I put together a small 3D viewer because I wanted a faster way to check models without opening Blender, Unity, or a heavier asset tool every time.

The main use is simple: open a .glb, .gltf, .fbx, or zipped model, move around it, look at the texture with point lighting or HDRI lighting against different backgrounds, look at the topology with texture, no material, or wireframe, and decide what to do with it next. It does not replace my main 3D workflows in Blender and Substance Painter. It is a quick inspection window that can work with some of my automated scripts to assist in the development of 3D assets in general.

A textured character model viewed in the 3D viewer against a simple brown background.
A dark generated character model viewed in the 3D viewer against a purple background.

I also published a public version on GitHub. My own local version has some more particular processing features for my workflow, but the public one is focused on the viewer itself. It keeps the useful core: fast model loading, camera controls, HDRI switching, basic lighting modes, clay mode, wireframe mode, and a Windows right-click entry for files like .glb, .gltf, .fbx, and ZIP files containing glTF or GLB models.

The same character model shown in clay mode for checking the model shape without textures.
A planter box model shown with a bright wireframe overlay to inspect topology.

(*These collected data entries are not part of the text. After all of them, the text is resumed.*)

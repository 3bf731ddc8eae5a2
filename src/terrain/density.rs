//! Fractal gradient-noise density field
//!
//! Host reference for the `density_field` kernel. The WGSL in
//! `gpu/shaders/density_field.wgsl` evaluates the same hash, gradient set and
//! octave loop so both backends agree up to float rounding, which lets GPU
//! output be checked against this copy.
//!
//! The `noise` crate is not used here: its permutation-table Perlin has no
//! counterpart inside the kernel, so the host field could not match the
//! GPU one.

use glam::{IVec3, Vec3};
use rayon::prelude::*;

use super::data::GridPoint;
use super::settings::GenerationSettings;

/// Density every field is centred on; fbm adds a signed offset
pub const BASE_DENSITY: f32 = 1.0;

const GRADIENTS: [[f32; 3]; 12] = [
    [1.0, 1.0, 0.0],
    [-1.0, 1.0, 0.0],
    [1.0, -1.0, 0.0],
    [-1.0, -1.0, 0.0],
    [1.0, 0.0, 1.0],
    [-1.0, 0.0, 1.0],
    [1.0, 0.0, -1.0],
    [-1.0, 0.0, -1.0],
    [0.0, 1.0, 1.0],
    [0.0, -1.0, 1.0],
    [0.0, 1.0, -1.0],
    [0.0, -1.0, -1.0],
];

/// 32-bit integer avalanche hash
#[inline]
pub fn hash_u32(x: u32) -> u32 {
    let mut h = x;
    h ^= h >> 16;
    h = h.wrapping_mul(0x7feb_352d);
    h ^= h >> 15;
    h = h.wrapping_mul(0x846c_a68b);
    h ^= h >> 16;
    h
}

#[inline]
fn lattice_hash(cell: IVec3) -> u32 {
    hash_u32(cell.x as u32 ^ hash_u32(cell.y as u32 ^ hash_u32(cell.z as u32)))
}

#[inline]
fn fade(t: f32) -> f32 {
    t * t * t * (t * (t * 6.0 - 15.0) + 10.0)
}

#[inline]
fn lerp(a: f32, b: f32, t: f32) -> f32 {
    a + t * (b - a)
}

#[inline]
fn corner_contribution(cell: IVec3, offset: IVec3, local: Vec3) -> f32 {
    let gradient = Vec3::from_array(GRADIENTS[(lattice_hash(cell + offset) % 12) as usize]);
    gradient.dot(local - offset.as_vec3())
}

/// Single-octave gradient noise, roughly in [-1, 1]
pub fn gradient_noise(p: Vec3) -> f32 {
    let floor = p.floor();
    let cell = floor.as_ivec3();
    let local = p - floor;

    let n000 = corner_contribution(cell, IVec3::new(0, 0, 0), local);
    let n100 = corner_contribution(cell, IVec3::new(1, 0, 0), local);
    let n010 = corner_contribution(cell, IVec3::new(0, 1, 0), local);
    let n110 = corner_contribution(cell, IVec3::new(1, 1, 0), local);
    let n001 = corner_contribution(cell, IVec3::new(0, 0, 1), local);
    let n101 = corner_contribution(cell, IVec3::new(1, 0, 1), local);
    let n011 = corner_contribution(cell, IVec3::new(0, 1, 1), local);
    let n111 = corner_contribution(cell, IVec3::new(1, 1, 1), local);

    let u = fade(local.x);
    let v = fade(local.y);
    let w = fade(local.z);

    let x00 = lerp(n000, n100, u);
    let x10 = lerp(n010, n110, u);
    let x01 = lerp(n001, n101, u);
    let x11 = lerp(n011, n111, u);
    let y0 = lerp(x00, x10, v);
    let y1 = lerp(x01, x11, v);
    lerp(y0, y1, w)
}

/// Fractal sum of `octaves` noise layers, normalised by total amplitude
pub fn fbm(p: Vec3, settings: &GenerationSettings) -> f32 {
    let mut amplitude = 1.0f32;
    let mut frequency = 1.0f32;
    let mut total = 0.0f32;
    let mut norm = 0.0f32;

    for _ in 0..settings.octaves {
        total += amplitude * gradient_noise(p * frequency);
        norm += amplitude;
        amplitude *= settings.persistence;
        frequency *= settings.lacunarity;
    }

    if norm > 0.0 {
        total / norm
    } else {
        0.0
    }
}

/// Density at a world-space lattice position
pub fn density_at(world: Vec3, settings: &GenerationSettings) -> f32 {
    BASE_DENSITY + fbm(world * settings.scale, settings)
}

/// Linear index of lattice point `(i, j, k)` in an `n`-per-axis grid
#[inline]
pub fn lattice_index(i: u32, j: u32, k: u32, n: u32) -> usize {
    ((i as usize * n as usize + j as usize) * n as usize) + k as usize
}

/// Inverse of [`lattice_index`]
#[inline]
pub fn lattice_coords(index: usize, n: u32) -> (u32, u32, u32) {
    let n = n as usize;
    ((index / (n * n)) as u32, ((index / n) % n) as u32, (index % n) as u32)
}

/// Evaluate the field for every lattice point of a chunk
pub fn sample_lattice(
    origin: IVec3,
    resolution: u32,
    settings: &GenerationSettings,
) -> Vec<GridPoint> {
    let total = (resolution as usize).pow(3);
    (0..total)
        .into_par_iter()
        .map(|index| {
            let (i, j, k) = lattice_coords(index, resolution);
            let world = origin.as_vec3() + Vec3::new(i as f32, j as f32, k as f32);
            GridPoint::new(world, density_at(world, settings))
        })
        .collect()
}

One thing I wanted was quick environment testing. The viewer can swap through HDRIs, so I can see how a model reads in different lighting scenarios without setting up a whole scene. That has been useful for catching material problems quickly, especially when a model looks fine in one lighting setup but falls apart in another.

The lighting, clay, and wireframe tools are there for the same reason. Sometimes I just want to see the model shape clearly. Sometimes I want to check the texture and material response. Sometimes I want to see the topology over the surface and get a rough idea of whether the mesh is clean enough to keep using.

There are still some small rendering issues with certain high-poly meshes, so it is not a finished or perfect viewer. But for the job I made it for, it has already been useful: quick 3D viewing, quick lighting checks, and checking topology quickly. The main point is for it to sit inside automated workflows as a quick check before an asset moves to the next step.